TASK PROMPT
Keep only the lines that hold the string "warning", filtering out the rest of the entries below.
Top of RECORDS FOR THE EXERCISE
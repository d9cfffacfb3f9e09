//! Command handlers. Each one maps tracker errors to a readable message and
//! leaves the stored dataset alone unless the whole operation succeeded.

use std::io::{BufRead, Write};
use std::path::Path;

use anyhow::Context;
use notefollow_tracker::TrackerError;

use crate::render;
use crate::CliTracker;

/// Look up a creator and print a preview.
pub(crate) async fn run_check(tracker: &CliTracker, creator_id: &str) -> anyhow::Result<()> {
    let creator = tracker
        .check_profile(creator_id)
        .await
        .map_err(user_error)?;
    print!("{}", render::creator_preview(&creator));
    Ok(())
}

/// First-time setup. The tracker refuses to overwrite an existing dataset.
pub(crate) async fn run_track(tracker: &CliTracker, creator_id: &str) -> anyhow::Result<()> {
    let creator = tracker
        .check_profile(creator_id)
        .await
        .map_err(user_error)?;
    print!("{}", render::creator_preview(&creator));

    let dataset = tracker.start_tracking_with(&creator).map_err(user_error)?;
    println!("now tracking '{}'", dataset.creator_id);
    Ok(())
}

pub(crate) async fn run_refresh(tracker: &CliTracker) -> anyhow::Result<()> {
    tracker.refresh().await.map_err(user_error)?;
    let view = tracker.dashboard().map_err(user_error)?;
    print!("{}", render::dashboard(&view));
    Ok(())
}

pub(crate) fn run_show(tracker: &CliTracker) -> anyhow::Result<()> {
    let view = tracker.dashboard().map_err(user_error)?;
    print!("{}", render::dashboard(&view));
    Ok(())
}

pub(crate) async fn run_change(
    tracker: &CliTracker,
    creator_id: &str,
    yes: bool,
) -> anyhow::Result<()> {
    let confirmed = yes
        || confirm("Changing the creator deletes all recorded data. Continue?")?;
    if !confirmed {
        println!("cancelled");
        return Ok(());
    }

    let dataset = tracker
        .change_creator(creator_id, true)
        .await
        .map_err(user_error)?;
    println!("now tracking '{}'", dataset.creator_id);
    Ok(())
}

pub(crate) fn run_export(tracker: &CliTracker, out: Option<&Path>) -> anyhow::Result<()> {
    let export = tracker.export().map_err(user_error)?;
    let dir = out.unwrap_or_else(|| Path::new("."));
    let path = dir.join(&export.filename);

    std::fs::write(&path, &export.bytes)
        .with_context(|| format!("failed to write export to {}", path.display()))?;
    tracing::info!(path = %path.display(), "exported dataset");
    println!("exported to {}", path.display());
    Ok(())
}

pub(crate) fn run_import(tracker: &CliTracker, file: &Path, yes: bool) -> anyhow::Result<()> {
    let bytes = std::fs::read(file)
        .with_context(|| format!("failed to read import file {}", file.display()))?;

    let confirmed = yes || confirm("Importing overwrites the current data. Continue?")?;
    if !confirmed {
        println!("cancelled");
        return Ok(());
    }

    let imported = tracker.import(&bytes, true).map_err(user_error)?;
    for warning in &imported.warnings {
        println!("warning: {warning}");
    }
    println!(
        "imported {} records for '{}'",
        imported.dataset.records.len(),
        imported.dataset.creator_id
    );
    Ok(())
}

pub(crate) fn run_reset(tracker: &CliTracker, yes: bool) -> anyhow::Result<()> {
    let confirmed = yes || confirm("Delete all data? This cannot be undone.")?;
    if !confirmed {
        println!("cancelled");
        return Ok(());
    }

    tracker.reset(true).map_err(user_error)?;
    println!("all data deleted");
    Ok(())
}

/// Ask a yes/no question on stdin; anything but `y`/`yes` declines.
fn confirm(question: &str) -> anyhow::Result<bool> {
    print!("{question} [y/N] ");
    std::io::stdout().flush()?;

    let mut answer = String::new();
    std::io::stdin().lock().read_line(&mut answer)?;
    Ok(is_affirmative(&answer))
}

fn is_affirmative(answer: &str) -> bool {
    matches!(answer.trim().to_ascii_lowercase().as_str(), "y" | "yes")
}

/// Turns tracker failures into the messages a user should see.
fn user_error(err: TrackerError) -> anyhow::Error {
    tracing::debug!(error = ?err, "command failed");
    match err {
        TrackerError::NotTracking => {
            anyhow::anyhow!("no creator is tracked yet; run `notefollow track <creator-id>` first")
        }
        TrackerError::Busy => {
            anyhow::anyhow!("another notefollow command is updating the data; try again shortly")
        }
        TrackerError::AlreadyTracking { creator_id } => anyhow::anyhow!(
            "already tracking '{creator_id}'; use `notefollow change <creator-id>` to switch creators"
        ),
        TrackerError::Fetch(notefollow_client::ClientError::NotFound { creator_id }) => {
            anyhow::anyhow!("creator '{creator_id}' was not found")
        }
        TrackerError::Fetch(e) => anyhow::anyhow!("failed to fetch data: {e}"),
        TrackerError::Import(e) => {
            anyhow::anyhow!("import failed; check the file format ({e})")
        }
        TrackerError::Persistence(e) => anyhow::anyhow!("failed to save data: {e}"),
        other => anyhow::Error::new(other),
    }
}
Bottom of RECORDS FOR THE EXERCISE
OUTPUT BELOW
    for warning in &imported.warnings {
        println!("warning: {warning}");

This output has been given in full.